#### What you are asked to do
Your answer should be an exact copy of the listing.
··· Source records ···
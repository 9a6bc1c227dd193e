//! Distributed orchestrator
//!
//! Owns every coordination component behind its own `Arc<RwLock<_>>` and runs the
//! workflows that span several of them: node membership fan-out, failover,
//! message delivery, analytics and periodic maintenance. Guards are taken one
//! component at a time, so no workflow holds two locks at once.

use chrono::Utc;
use rand::rngs::StdRng;
use rand::SeedableRng;
use serde::{Deserialize, Serialize};
use std::sync::Arc;
use std::time::{Duration, Instant};
use tokio::sync::RwLock;
use tracing::{debug, info, warn};

use crate::config::CoordinationConfig;
use crate::core::cluster::cluster_monitor::{ClusterHealth, MetricsUpdate};
use crate::core::cluster::leader_election::{FailoverOutcome, LeaderHealth, SplitBrainReport};
use crate::core::cluster::{ClusterMonitor, ElectionAlgorithm, ElectionOutcome, LeaderElection, NodeId, NodeRole, Term};
use crate::core::coordination::consensus::{Proposal, ProposalStatus, DEFAULT_WEIGHT};
use crate::core::coordination::distributed_lock::ExpiredLock;
use crate::core::coordination::{
    AcquireOutcome, ConsensusManager, ConsensusOutcome, ConsensusType, DeadlockReport, DistributedLock,
    ReleaseOutcome, VoteReceipt,
};
use crate::core::data::{
    ConsistencyLevel, KeyAssignment, PartitionManager, ReadOutcome, ReplicateOutcome, ReplicationManager,
    ReplicationMode,
};
use crate::core::discovery::{ServiceDiscovery, ServiceQuery, ServiceRecord, ServiceRegistration};
use crate::core::infrastructure::{system_clock, uuid_generator, SharedClock, SharedIdGenerator};
use crate::core::messaging::{DistributedQueue, EnqueueOutcome, NackOutcome, QueueStats, QueuedMessage};
use crate::core::patterns::{CoordinationEvent, EventBus, EventKind, EventPublisher};
use crate::error::{CoordinationError, Result};

/// Name under which cluster members register with service discovery
pub const NODE_SERVICE_NAME: &str = "cluster-node";

fn node_service_id(node_id: &str) -> String {
    format!("node:{}", node_id)
}

/// External collaborators injected into the orchestrator
pub struct Collaborators {
    pub clock: SharedClock,
    pub ids: SharedIdGenerator,
    pub rng: StdRng,
    pub events: Arc<dyn EventPublisher>,
}

impl Collaborators {
    pub fn system() -> Self {
        Self {
            clock: system_clock(),
            ids: uuid_generator(),
            rng: StdRng::from_entropy(),
            events: Arc::new(EventBus::default()),
        }
    }
}

#[derive(Debug, Clone, PartialEq, Eq, Serialize, Deserialize)]
pub struct NodeSpec {
    pub node_id: NodeId,
    #[serde(default = "default_host")]
    pub host: String,
    #[serde(default)]
    pub port: u16,
    #[serde(default)]
    pub role: NodeRole,
    #[serde(default)]
    pub priority: u32,
}

fn default_host() -> String {
    "localhost".to_string()
}

impl NodeSpec {
    pub fn new(node_id: impl Into<NodeId>) -> Self {
        Self {
            node_id: node_id.into(),
            host: default_host(),
            port: 0,
            role: NodeRole::Worker,
            priority: 0,
        }
    }

    pub fn with_address(mut self, host: impl Into<String>, port: u16) -> Self {
        self.host = host.into();
        self.port = port;
        self
    }

    pub fn with_role(mut self, role: NodeRole) -> Self {
        self.role = role;
        self
    }

    pub fn with_priority(mut self, priority: u32) -> Self {
        self.priority = priority;
        self
    }
}

#[derive(Debug, Clone, PartialEq, Eq, Serialize, Deserialize)]
pub struct MembershipChange {
    pub node_id: NodeId,
    pub total_nodes: usize,
}

#[derive(Debug, Clone, PartialEq, Serialize, Deserialize)]
pub struct FailoverReport {
    pub leader_healthy: bool,
    pub leader_health: LeaderHealth,
    pub failed_nodes: Vec<NodeId>,
    pub reelection: Option<FailoverOutcome>,
    pub split_brain: SplitBrainReport,
}

#[derive(Debug, Clone, PartialEq, Serialize, Deserialize)]
pub struct ElectionStats {
    pub leader: Option<NodeId>,
    pub term: Term,
    pub elections: u64,
    pub members: usize,
    pub active_members: usize,
}

#[derive(Debug, Clone, PartialEq, Eq, Serialize, Deserialize)]
pub struct LockStats {
    pub active_locks: usize,
    pub waiters: usize,
}

#[derive(Debug, Clone, PartialEq, Eq, Serialize, Deserialize)]
pub struct ConsensusStats {
    pub voters: usize,
    pub proposals: usize,
    pub decisions: u64,
}

#[derive(Debug, Clone, PartialEq, Eq, Serialize, Deserialize)]
pub struct PartitionStats {
    pub nodes: usize,
    pub partitions: usize,
    pub keys: usize,
    pub rebalances: u64,
}

#[derive(Debug, Clone, PartialEq, Serialize, Deserialize)]
pub struct ReplicationStats {
    pub replicas: usize,
    pub keys: usize,
    pub conflicts: usize,
    pub leader: Option<String>,
    pub avg_lag_ms: f64,
}

#[derive(Debug, Clone, PartialEq, Eq, Serialize, Deserialize)]
pub struct DiscoveryStats {
    pub services: usize,
    pub healthy: usize,
}

/// Per-component counters
#[derive(Debug, Clone, PartialEq, Serialize, Deserialize)]
pub struct Analytics {
    pub cluster: ClusterHealth,
    pub election: ElectionStats,
    pub locks: LockStats,
    pub consensus: ConsensusStats,
    pub partitions: PartitionStats,
    pub replication: ReplicationStats,
    pub discovery: DiscoveryStats,
    pub queues: QueueStats,
}

#[derive(Debug, Clone, PartialEq, Serialize, Deserialize)]
pub struct Snapshot {
    pub node_id: NodeId,
    /// Seconds since the orchestrator started
    pub uptime: f64,
    pub nodes: usize,
    pub active_nodes: usize,
    pub leader: Option<NodeId>,
    pub term: Term,
    pub locks: usize,
    pub proposals: usize,
    pub queued_messages: usize,
    pub services: usize,
}

#[derive(Debug, Clone, PartialEq, Serialize, Deserialize)]
pub struct MaintenanceReport {
    pub expired_locks: Vec<ExpiredLock>,
    pub failed_nodes: Vec<NodeId>,
    pub leader_health: LeaderHealth,
    pub stale_services: Vec<String>,
    pub reclaimed_messages: Vec<String>,
    pub expired_proposals: Vec<String>,
    /// Steps that failed without aborting the tick
    pub errors: Vec<String>,
}

pub struct DistributedOrchestrator {
    config: CoordinationConfig,
    node_id: NodeId,
    clock: SharedClock,
    started_at: Instant,
    election: Arc<RwLock<LeaderElection>>,
    locks: Arc<RwLock<DistributedLock>>,
    consensus: Arc<RwLock<ConsensusManager>>,
    partitions: Arc<RwLock<PartitionManager>>,
    replication: Arc<RwLock<ReplicationManager>>,
    monitor: Arc<RwLock<ClusterMonitor>>,
    discovery: Arc<RwLock<ServiceDiscovery>>,
    queue: Arc<RwLock<DistributedQueue>>,
    events: Arc<dyn EventPublisher>,
}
···
#### Finished task
repository 9a6bc1c227dd193e
//! Distributed orchestrator
//!
//! Owns every coordination component behind its own `Arc<RwLock<_>>` and runs the
//! workflows that span several of them: node membership fan-out, failover,
//! message delivery, analytics and periodic maintenance. Guards are taken one
//! component at a time, so no workflow holds two locks at once.

use chrono::Utc;
use rand::rngs::StdRng;
use rand::SeedableRng;
use serde::{Deserialize, Serialize};
use std::sync::Arc;
use std::time::{Duration, Instant};
use tokio::sync::RwLock;
use tracing::{debug, info, warn};

use crate::config::CoordinationConfig;
use crate::core::cluster::cluster_monitor::{ClusterHealth, MetricsUpdate};
use crate::core::cluster::leader_election::{FailoverOutcome, LeaderHealth, SplitBrainReport};
use crate::core::cluster::{ClusterMonitor, ElectionAlgorithm, ElectionOutcome, LeaderElection, NodeId, NodeRole, Term};
use crate::core::coordination::consensus::{Proposal, ProposalStatus, DEFAULT_WEIGHT};
use crate::core::coordination::distributed_lock::ExpiredLock;
use crate::core::coordination::{
    AcquireOutcome, ConsensusManager, ConsensusOutcome, ConsensusType, DeadlockReport, DistributedLock,
    ReleaseOutcome, VoteReceipt,
};
use crate::core::data::{
    ConsistencyLevel, KeyAssignment, PartitionManager, ReadOutcome, ReplicateOutcome, ReplicationManager,
    ReplicationMode,
};
use crate::core::discovery::{ServiceDiscovery, ServiceQuery, ServiceRecord, ServiceRegistration};
use crate::core::infrastructure::{system_clock, uuid_generator, SharedClock, SharedIdGenerator};
use crate::core::messaging::{DistributedQueue, EnqueueOutcome, NackOutcome, QueueStats, QueuedMessage};
use crate::core::patterns::{CoordinationEvent, EventBus, EventKind, EventPublisher};
use crate::error::{CoordinationError, Result};

/// Name under which cluster members register with service discovery
pub const NODE_SERVICE_NAME: &str = "cluster-node";

fn node_service_id(node_id: &str) -> String {
    format!("node:{}", node_id)
}

/// External collaborators injected into the orchestrator
pub struct Collaborators {
    pub clock: SharedClock,
    pub ids: SharedIdGenerator,
    pub rng: StdRng,
    pub events: Arc<dyn EventPublisher>,
}

impl Collaborators {
    pub fn system() -> Self {
        Self {
            clock: system_clock(),
            ids: uuid_generator(),
            rng: StdRng::from_entropy(),
            events: Arc::new(EventBus::default()),
        }
    }
}

#[derive(Debug, Clone, PartialEq, Eq, Serialize, Deserialize)]
pub struct NodeSpec {
    pub node_id: NodeId,
    #[serde(default = "default_host")]
    pub host: String,
    #[serde(default)]
    pub port: u16,
    #[serde(default)]
    pub role: NodeRole,
    #[serde(default)]
    pub priority: u32,
}

fn default_host() -> String {
    "localhost".to_string()
}

impl NodeSpec {
    pub fn new(node_id: impl Into<NodeId>) -> Self {
        Self {
            node_id: node_id.into(),
            host: default_host(),
            port: 0,
            role: NodeRole::Worker,
            priority: 0,
        }
    }

    pub fn with_address(mut self, host: impl Into<String>, port: u16) -> Self {
        self.host = host.into();
        self.port = port;
        self
    }

    pub fn with_role(mut self, role: NodeRole) -> Self {
        self.role = role;
        self
    }

    pub fn with_priority(mut self, priority: u32) -> Self {
        self.priority = priority;
        self
    }
}

#[derive(Debug, Clone, PartialEq, Eq, Serialize, Deserialize)]
pub struct MembershipChange {
    pub node_id: NodeId,
    pub total_nodes: usize,
}

#[derive(Debug, Clone, PartialEq, Serialize, Deserialize)]
pub struct FailoverReport {
    pub leader_healthy: bool,
    pub leader_health: LeaderHealth,
    pub failed_nodes: Vec<NodeId>,
    pub reelection: Option<FailoverOutcome>,
    pub split_brain: SplitBrainReport,
}

#[derive(Debug, Clone, PartialEq, Serialize, Deserialize)]
pub struct ElectionStats {
    pub leader: Option<NodeId>,
    pub term: Term,
    pub elections: u64,
    pub members: usize,
    pub active_members: usize,
}

#[derive(Debug, Clone, PartialEq, Eq, Serialize, Deserialize)]
pub struct LockStats {
    pub active_locks: usize,
    pub waiters: usize,
}

#[derive(Debug, Clone, PartialEq, Eq, Serialize, Deserialize)]
pub struct ConsensusStats {
    pub voters: usize,
    pub proposals: usize,
    pub decisions: u64,
}

#[derive(Debug, Clone, PartialEq, Eq, Serialize, Deserialize)]
pub struct PartitionStats {
    pub nodes: usize,
    pub partitions: usize,
    pub keys: usize,
    pub rebalances: u64,
}

#[derive(Debug, Clone, PartialEq, Serialize, Deserialize)]
pub struct ReplicationStats {
    pub replicas: usize,
    pub keys: usize,
    pub conflicts: usize,
    pub leader: Option<String>,
    pub avg_lag_ms: f64,
}

#[derive(Debug, Clone, PartialEq, Eq, Serialize, Deserialize)]
pub struct DiscoveryStats {
    pub services: usize,
    pub healthy: usize,
}

/// Per-component counters
#[derive(Debug, Clone, PartialEq, Serialize, Deserialize)]
pub struct Analytics {
    pub cluster: ClusterHealth,
    pub election: ElectionStats,
    pub locks: LockStats,
    pub consensus: ConsensusStats,
    pub partitions: PartitionStats,
    pub replication: ReplicationStats,
    pub discovery: DiscoveryStats,
    pub queues: QueueStats,
}

#[derive(Debug, Clone, PartialEq, Serialize, Deserialize)]
pub struct Snapshot {
    pub node_id: NodeId,
    /// Seconds since the orchestrator started
    pub uptime: f64,
    pub nodes: usize,
    pub active_nodes: usize,
    pub leader: Option<NodeId>,
    pub term: Term,
    pub locks: usize,
    pub proposals: usize,
    pub queued_messages: usize,
    pub services: usize,
}

#[derive(Debug, Clone, PartialEq, Serialize, Deserialize)]
pub struct MaintenanceReport {
    pub expired_locks: Vec<ExpiredLock>,
    pub failed_nodes: Vec<NodeId>,
    pub leader_health: LeaderHealth,
    pub stale_services: Vec<String>,
    pub reclaimed_messages: Vec<String>,
    pub expired_proposals: Vec<String>,
    /// Steps that failed without aborting the tick
    pub errors: Vec<String>,
}

pub struct DistributedOrchestrator {
    config: CoordinationConfig,
    node_id: NodeId,
    clock: SharedClock,
    started_at: Instant,
    election: Arc<RwLock<LeaderElection>>,
    locks: Arc<RwLock<DistributedLock>>,
    consensus: Arc<RwLock<ConsensusManager>>,
    partitions: Arc<RwLock<PartitionManager>>,
    replication: Arc<RwLock<ReplicationManager>>,
    monitor: Arc<RwLock<ClusterMonitor>>,
    discovery: Arc<RwLock<ServiceDiscovery>>,
    queue: Arc<RwLock<DistributedQueue>>,
    events: Arc<dyn EventPublisher>,
}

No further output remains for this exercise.